Covid: "Stessa curva altri Paesi, sappiamo cosa ci aspetterebbe senza interventi decisi"

Galli: "Mi auguro che misure Dpcm funzionino". L'esplosione dei contagi? "Colpa dell'estate sciagurata in cui molti hanno ritenuto di poter fare come se l'infezione non esistesse più"

L'infettivologo Massimo Galli (Dire)

L'infettivologo Massimo Galli (Dire)

Milano, 19 ottobre 2010 - E' stato varato ieri il nuovo Dpcm anti-Covid. Un provvedimento che si è reso necessario per cercare di arginare la crescita del contagio in tutto il Paese. Al primo posto per nuovi casi giornalieri la Lombardia, che ieri ha sfiorato i 3mila nuovi positivi, la metà dei quali in provincia di Milano. Proprio sui presìdi milanesi si sta facendo particolarmente forte la pressione dei nuovi ricoverati. Tanto che il dg di Ats Milano Walter Bergamaschi ha lanciato un appello a tutti i cittadini a seguire le regole, per il bene proprio e dell'intera comunità. Ma le misure del Dpcm varato ieri sono sufficienti? "Me lo auguro, voglio tentare di essere ottimista, sottolineando il fatto che se si guarda alle curve dei Paesi vicini si vede chiaramente che, spostando indietro le loro curve, coinciderebbero esattamente con le nostre, con un paio di settimane di intervallo. Ci mettono di fronte a quello che ci si può aspettare nel prossimo futuro, se non che, senza interventi decisi, le nostre curve possano prendere un andamento più veloce. Mi auguro veramente con tutto il cuore di no, ma che ci sia allarme e che vada considerato con estrema attenzione ormai l`abbiano capito quasi tutti" ha commentato Massimo Galli, direttore del reparto malattie infettive dell'ospedale Sacco di Milano. 

"Difficile decremento per prossima settimana"

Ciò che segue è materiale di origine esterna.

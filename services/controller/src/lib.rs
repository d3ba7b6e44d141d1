//! tidepool capacity controller.
//!
//! This crate primarily ships the `tidepool` binary, but exposes its
//! components as a library so they can be driven against the simulated
//! backend in integration tests.
//!
//! - [`dispatcher::TaskDispatcher`] places queued task requests and asks for
//!   capacity when placement fails for lack of it.
//! - [`capacity::CapacityController`] grows the node pool by one node per
//!   shortfall episode.
//! - [`reaper::NodeReaper`] drains idle and stale nodes, terminates drained
//!   empty nodes, and reclaims instances that never registered.

pub mod capacity;
pub mod cluster;
pub mod config;
pub mod dispatcher;
pub mod error;
pub mod gateway;
pub mod lease;
pub mod model;
mod outcome;
pub mod placement;
pub mod pool;
pub mod queue;
pub mod reaper;
pub mod sim;
pub mod workers;

pub use error::{ApiError, ApiResult, ControllerError, ControllerResult};
pub use outcome::OUTCOME_TARGET;
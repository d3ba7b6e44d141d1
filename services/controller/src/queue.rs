//! Task queue interface.
//!
//! The queue delivers at least once. A delivery that is not acknowledged
//! becomes visible again after the visibility timeout; once its receive count
//! exceeds the configured maximum the queue moves it to a dead-letter store.

use std::time::Duration;

use async_trait::async_trait;
use chrono::{DateTime, Utc};
use serde::{Deserialize, Serialize};
use tidepool_events::TaskOutcome;
use tidepool_id::{MessageId, ReceiptHandle};

use crate::error::ApiResult;

/// One received message.
#[derive(Debug, Clone, PartialEq, Eq)]
pub struct Delivery {
    pub message_id: MessageId,
    /// Handle for acknowledging this particular receive.
    pub receipt: ReceiptHandle,
    pub body: String,
    /// How many times the message has been received, this receive included.
    pub receive_count: u32,
}

/// At-least-once task queue.
#[async_trait]
pub trait TaskQueue: Send + Sync {
    /// Receive up to `max` messages, waiting up to `wait` for the first one.
    async fn receive(&self, max: usize, wait: Duration) -> ApiResult<Vec<Delivery>>;

    /// Acknowledge (delete) a received message.
    async fn ack(&self, receipt: &ReceiptHandle) -> ApiResult<()>;

    /// Enqueue a new message.
    async fn send(&self, body: String) -> ApiResult<MessageId>;

    /// Maximum receive count before dead-lettering.
    fn max_receive_count(&self) -> u32;
}

/// A message that exhausted its receive budget.
#[derive(Debug, Clone, PartialEq, Eq, Serialize, Deserialize)]
pub struct DeadLetter {
    pub message_id: MessageId,
    pub body: String,
    /// Receives the message got before it was moved.
    pub receive_count: u32,
    pub dead_lettered_at: DateTime<Utc>,
}

impl DeadLetter {
    pub fn outcome(&self) -> TaskOutcome {
        TaskOutcome::DeadLettered
    }
}

/// Operator access to the dead-letter store.
///
/// Nothing leaves the store on its own except through retention; a redrive is
/// always an explicit request.
#[async_trait]
pub trait DeadLetterStore: Send + Sync {
    async fn list_dead_letters(&self) -> ApiResult<Vec<DeadLetter>>;

    /// Move a dead letter back to the main queue with a fresh receive count.
    async fn redrive_dead_letter(&self, message_id: &MessageId) -> ApiResult<()>;
}
//! Scale-up decisions.

/// What the capacity controller should do about a shortfall.
#[derive(Debug, Clone, Copy, PartialEq, Eq)]
pub enum ScaleUpPlan {
    /// A previous increment has not registered yet; leave capacity alone.
    AlreadyScaling,
    /// Raise desired capacity from `from` to `to` (always `from + 1`).
    Increment { from: u32, to: u32 },
    /// The pool is at its configured maximum; an increment would be rejected.
    AtMaxSize { max_size: u32 },
}

/// Decide whether a capacity shortfall warrants another node.
///
/// `desired > registered` means an earlier increment is still in flight
/// (launching, booting, or registering), so a burst of concurrent placement
/// failures collapses into one extra node rather than one per failure.
pub fn decide_scale_up(desired: u32, registered: u32, max_size: Option<u32>) -> ScaleUpPlan {
    if desired > registered {
        return ScaleUpPlan::AlreadyScaling;
    }

    if let Some(max_size) = max_size {
        if desired >= max_size {
            return ScaleUpPlan::AtMaxSize { max_size };
        }
    }

    ScaleUpPlan::Increment {
        from: desired,
        to: desired.saturating_add(1),
    }
}
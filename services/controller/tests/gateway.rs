//! Gateway client HTTP mapping.

use std::time::Duration;

use serde_json::json;
use tidepool_controller::cluster::ClusterApi;
use tidepool_controller::gateway::{GatewayClient, GatewaySettings};
use tidepool_controller::lease::SweepLease;
use tidepool_controller::model::{RunTaskRequest, TaskRequest};
use tidepool_controller::pool::NodePoolClient;
use tidepool_controller::queue::{DeadLetterStore, TaskQueue};
use tidepool_controller::ApiError;
use tidepool_events::DrainState;
use tidepool_id::{InstanceId, MessageId, NodeId};
use wiremock::matchers::{body_json, method, path};
use wiremock::{Mock, MockServer, ResponseTemplate};

fn client(server: &MockServer) -> GatewayClient {
    GatewayClient::new(GatewaySettings {
        base_url: server.uri(),
        cluster: "batch".to_string(),
        pool: "batch-pool".to_string(),
        queue: Some("tasks".to_string()),
        call_timeout: Duration::from_secs(5),
        max_receive_count: 20,
    })
    .unwrap()
}

fn run_request() -> RunTaskRequest {
    let task =
        TaskRequest::from_message_body(r#"{"jobName":"etl","taskDefinitionRef":"etl:1"}"#).unwrap();
    RunTaskRequest::for_task("batch", &task)
}

#[tokio::test]
async fn terminate_of_missing_instance_is_success() {
    let server = MockServer::start().await;
    Mock::given(method("POST"))
        .and(path("/v1/pools/batch-pool/instances/i-gone/terminate"))
        .and(body_json(json!({"decrement_desired_capacity": true})))
        .respond_with(ResponseTemplate::new(404).set_body_json(json!({
            "code": "not_found",
            "message": "instance i-gone does not exist"
        })))
        .expect(1)
        .mount(&server)
        .await;

    let instance = InstanceId::parse("i-gone").unwrap();
    client(&server)
        .terminate_instance(&instance, true)
        .await
        .unwrap();
}

#[tokio::test]
async fn no_capacity_code_maps_to_no_capacity() {
    let server = MockServer::start().await;
    Mock::given(method("POST"))
        .and(path("/v1/clusters/batch/tasks"))
        .respond_with(ResponseTemplate::new(409).set_body_json(json!({
            "code": "no_capacity",
            "message": "no container instances were found in the cluster"
        })))
        .mount(&server)
        .await;

    let err = client(&server).run_task(run_request()).await.unwrap_err();
    assert!(err.is_no_capacity());
    assert_eq!(
        err,
        ApiError::NoCapacity("no container instances were found in the cluster".to_string())
    );
}

#[tokio::test]
async fn placement_failures_are_returned_as_output() {
    let server = MockServer::start().await;
    Mock::given(method("POST"))
        .and(path("/v1/clusters/batch/tasks"))
        .respond_with(ResponseTemplate::new(200).set_body_json(json!({
            "tasks": [],
            "failures": [{"reason": "RESOURCE:MEMORY", "node_id": "node-1"}]
        })))
        .mount(&server)
        .await;

    let output = client(&server).run_task(run_request()).await.unwrap();
    assert!(output.tasks.is_empty());
    assert_eq!(output.failures.len(), 1);
    assert_eq!(output.failures[0].reason, "RESOURCE:MEMORY");
}

#[tokio::test]
async fn throttling_maps_to_throttled() {
    let server = MockServer::start().await;
    Mock::given(method("PUT"))
        .and(path("/v1/pools/batch-pool/desired-capacity"))
        .and(body_json(json!({"desired_capacity": 3, "honor_cooldown": false})))
        .respond_with(ResponseTemplate::new(429).set_body_string("slow down"))
        .mount(&server)
        .await;

    let err = client(&server)
        .set_desired_capacity(3, false)
        .await
        .unwrap_err();
    assert_eq!(err, ApiError::Throttled("slow down".to_string()));
}

#[tokio::test]
async fn other_errors_map_to_rejected() {
    let server = MockServer::start().await;
    Mock::given(method("PUT"))
        .and(path("/v1/clusters/batch/nodes/node-1/drain-state"))
        .and(body_json(json!({"drain_state": "DRAINING"})))
        .respond_with(ResponseTemplate::new(500).set_body_json(json!({"message": "boom"})))
        .mount(&server)
        .await;

    let node = NodeId::parse("node-1").unwrap();
    let err = client(&server)
        .set_drain_state(&node, DrainState::Draining)
        .await
        .unwrap_err();
    assert_eq!(
        err,
        ApiError::Rejected {
            status: 500,
            message: "boom".to_string()
        }
    );
}

#[tokio::test]
async fn list_nodes_decodes_inventory() {
    let server = MockServer::start().await;
    Mock::given(method("GET"))
        .and(path("/v1/clusters/batch/nodes"))
        .respond_with(ResponseTemplate::new(200).set_body_json(json!({
            "nodes": [
                {
                    "node_id": "node-1",
                    "instance_id": "i-1",
                    "registered_at": "2026-03-01T10:00:00Z",
                    "running_tasks": 2,
                    "drain_state": "ACTIVE",
                    "launch_config_version": "lt-7",
                    "remaining_memory_mib": 2048,
                    "remaining_cpu_units": 1024
                },
                {
                    "node_id": "node-2",
                    "instance_id": "i-2",
                    "registered_at": "2026-03-01T10:05:00Z",
                    "running_tasks": 0,
                    "drain_state": "DRAINING",
                    "launch_config": {"image": "ami-1", "instance_type": "m6i.large"},
                    "remaining_memory_mib": 8192,
                    "remaining_cpu_units": 2048,
                    "last_task_stopped_at": "2026-03-01T11:00:00Z"
                }
            ]
        })))
        .mount(&server)
        .await;

    let nodes = client(&server).list_nodes().await.unwrap();
    assert_eq!(nodes.len(), 2);
    assert_eq!(nodes[0].node_id.as_str(), "node-1");
    assert_eq!(nodes[0].running_tasks, 2);
    assert_eq!(nodes[0].launch_config_version.as_deref(), Some("lt-7"));
    assert_eq!(nodes[1].drain_state, DrainState::Draining);
    assert!(nodes[1]
        .launch_config_version
        .as_deref()
        .is_some_and(|v| v.starts_with("lc:")));
    assert!(nodes[1].last_task_stopped_at.is_some());
}

#[tokio::test]
async fn malformed_inventory_is_a_decode_error() {
    let server = MockServer::start().await;
    Mock::given(method("GET"))
        .and(path("/v1/clusters/batch/nodes"))
        .respond_with(ResponseTemplate::new(200).set_body_json(json!({"nodes": "none"})))
        .mount(&server)
        .await;

    let err = client(&server).list_nodes().await.unwrap_err();
    assert!(matches!(err, ApiError::Decode(_)));
}

#[tokio::test]
async fn receive_maps_messages_to_deliveries() {
    let server = MockServer::start().await;
    Mock::given(method("POST"))
        .and(path("/v1/queues/tasks/receive"))
        .and(body_json(json!({"max_messages": 10, "wait_seconds": 0})))
        .respond_with(ResponseTemplate::new(200).set_body_json(json!({
            "messages": [{
                "message_id": "msg-1",
                "receipt_handle": "rcpt-1",
                "body": "{}",
                "receive_count": 3
            }]
        })))
        .mount(&server)
        .await;

    let deliveries = client(&server)
        .receive(10, Duration::ZERO)
        .await
        .unwrap();
    assert_eq!(deliveries.len(), 1);
    assert_eq!(deliveries[0].message_id.as_str(), "msg-1");
    assert_eq!(deliveries[0].receive_count, 3);
}

#[tokio::test]
async fn lease_acquire_reports_holder_conflict() {
    let server = MockServer::start().await;
    Mock::given(method("POST"))
        .and(path("/v1/leases/node-reaper/acquire"))
        .respond_with(ResponseTemplate::new(200).set_body_json(json!({"acquired": false})))
        .mount(&server)
        .await;

    let acquired = client(&server)
        .try_acquire("node-reaper", "ctl_a", Duration::from_secs(120))
        .await
        .unwrap();
    assert!(!acquired);
}

#[tokio::test]
async fn dead_letters_are_listed_from_the_queue() {
    let server = MockServer::start().await;
    Mock::given(method("GET"))
        .and(path("/v1/queues/tasks/dead-letters"))
        .respond_with(ResponseTemplate::new(200).set_body_json(json!({
            "dead_letters": [{
                "message_id": "msg-7",
                "body": "{\"jobName\":\"never-fits\",\"taskDefinitionRef\":\"big:1\"}",
                "receive_count": 20,
                "dead_lettered_at": "2026-03-01T12:00:00Z"
            }]
        })))
        .mount(&server)
        .await;

    let dead = client(&server).list_dead_letters().await.unwrap();
    assert_eq!(dead.len(), 1);
    assert_eq!(dead[0].message_id.as_str(), "msg-7");
    assert_eq!(dead[0].receive_count, 20);
}

#[tokio::test]
async fn redrive_posts_to_the_dead_letter() {
    let server = MockServer::start().await;
    Mock::given(method("POST"))
        .and(path("/v1/queues/tasks/dead-letters/msg-7/redrive"))
        .respond_with(ResponseTemplate::new(204))
        .expect(1)
        .mount(&server)
        .await;

    let message_id = MessageId::parse("msg-7").unwrap();
    client(&server)
        .redrive_dead_letter(&message_id)
        .await
        .unwrap();
}

#[tokio::test]
async fn redrive_of_unknown_message_is_not_found() {
    let server = MockServer::start().await;
    Mock::given(method("POST"))
        .and(path("/v1/queues/tasks/dead-letters/msg-8/redrive"))
        .respond_with(ResponseTemplate::new(404).set_body_json(json!({
            "code": "not_found",
            "message": "no dead letter msg-8"
        })))
        .mount(&server)
        .await;

    let message_id = MessageId::parse("msg-8").unwrap();
    let err = client(&server)
        .redrive_dead_letter(&message_id)
        .await
        .unwrap_err();
    assert_eq!(err, ApiError::NotFound("no dead letter msg-8".to_string()));
}
//! # tidepool-id
//!
//! Typed identifiers for the tidepool capacity controller.
//!
//! Two families of ids live here:
//!
//! - **Minted ids** are generated by the controller itself and use a prefixed
//!   ULID format: `{prefix}_{ulid}` (for example `swp_01HV4Z2WQXKJNM8GPQY6VBKC3D`).
//!   They are sortable by creation time, which keeps sweep reports ordered
//!   in logs.
//! - **External ids** are minted by the orchestrator, the node pool or the
//!   queue (node ARNs, instance ids, task ids, message ids, receipt
//!   handles). The controller never interprets them; it only requires them
//!   to be non-empty and free of surrounding whitespace.
//!
//! Both families are distinct types so a `NodeId` can never be passed where
//! an `InstanceId` is expected.

mod error;
mod macros;
mod types;

pub use error::IdError;
pub use types::*;

/// Re-export ulid for consumers that need raw ULID operations
pub use ulid::Ulid;

#[doc(hidden)]
pub use serde as __serde;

Galli ha spiegato di non credere che l'Italia possa arrivare a 30mila casi nel giro di qualche giorno, "però questa settimana sarà difficile vedere un decremento di casi, perché quello che stiamo per vedere è già accaduto dal punto di vista dell`infezione. Sono gli interventi che partono da oggi che ci si augura aiutino ad invertire la tendenza in maniera abbastanza decisiva. Il messaggio è che ci dobbiamo mettere tutti quanti a fare il possibile perché questa cosa avvenga e impegnarci a stare più in casa, avendo meno contatti o limitandoli a quelli strettamente necessari".  

Urgenza posti per la quarantena

La nuova ondata di casi per Galli deve implicare una più razionale organizzazione della gestione dei pazienti, per aiutare gli ospedali a reggere la crescente pressione. "C'è l'assoluta necessità di reperire molto presto ambiti dove poter tenere in quarantena le persone che non possono stare in quarantena a casa. Persone positive che non possono stare a casa ad infettare gli altri in appartamenti piccoli". "Servono anche luoghi - ha aggiunto - dove mettere le persone nel momento negativo dei primi giorni di infezione nel caso in cui non ci sia necessità di ricovero in ospedale, perche' questi saranno rapidamente in sofferenza o lo sono già. Gli ospedali non possono tornare nella situazione di non poter garantire l'assistenza a pieno regime alle altre patologie, che non vanno in sciopero durante le epidemie".

Esplosione contagi? "Colpa dell'estate sciagurata"

Sulle motivazioni che hanno portato a questa improvvisa esplosione dei contagi, dopo i mesi di giugno e luglio segnati da un numero esiguo di casi e un progressivo allentamento della stretta sugli ospedali, Galli ha pochi dubbi: "E' stata l'estate sciagurata in cui molti hanno ritenuto di poter fare come se l'infezione non esistesse più. Le scuole sono state un modesto amplificatore successivo, ma nella globalità della ripresa di tutte le attività".

Differenze con la prima ondata

Rispetto alla precedente ondata però, "Stavolta sappiamo di avere il nemico in casa. A questo punto - ha aggiunto - se non c'è qualche freno dato da qualcuno, non so per quali interessi, dovremmo essere in condizione di gestire meglio la situazione. Però attenzione: nessun sistema sanitario al mondo regge un tracciamento dei contatti quando le infezioni diventano qualche migliaio al giorno. Non ci si riesce e bisogna fare altre cose: una sono i tamponi diffusi, cosa non facilissima da fare ma che va fatta e che sarebbe stata da fare anche molto prima".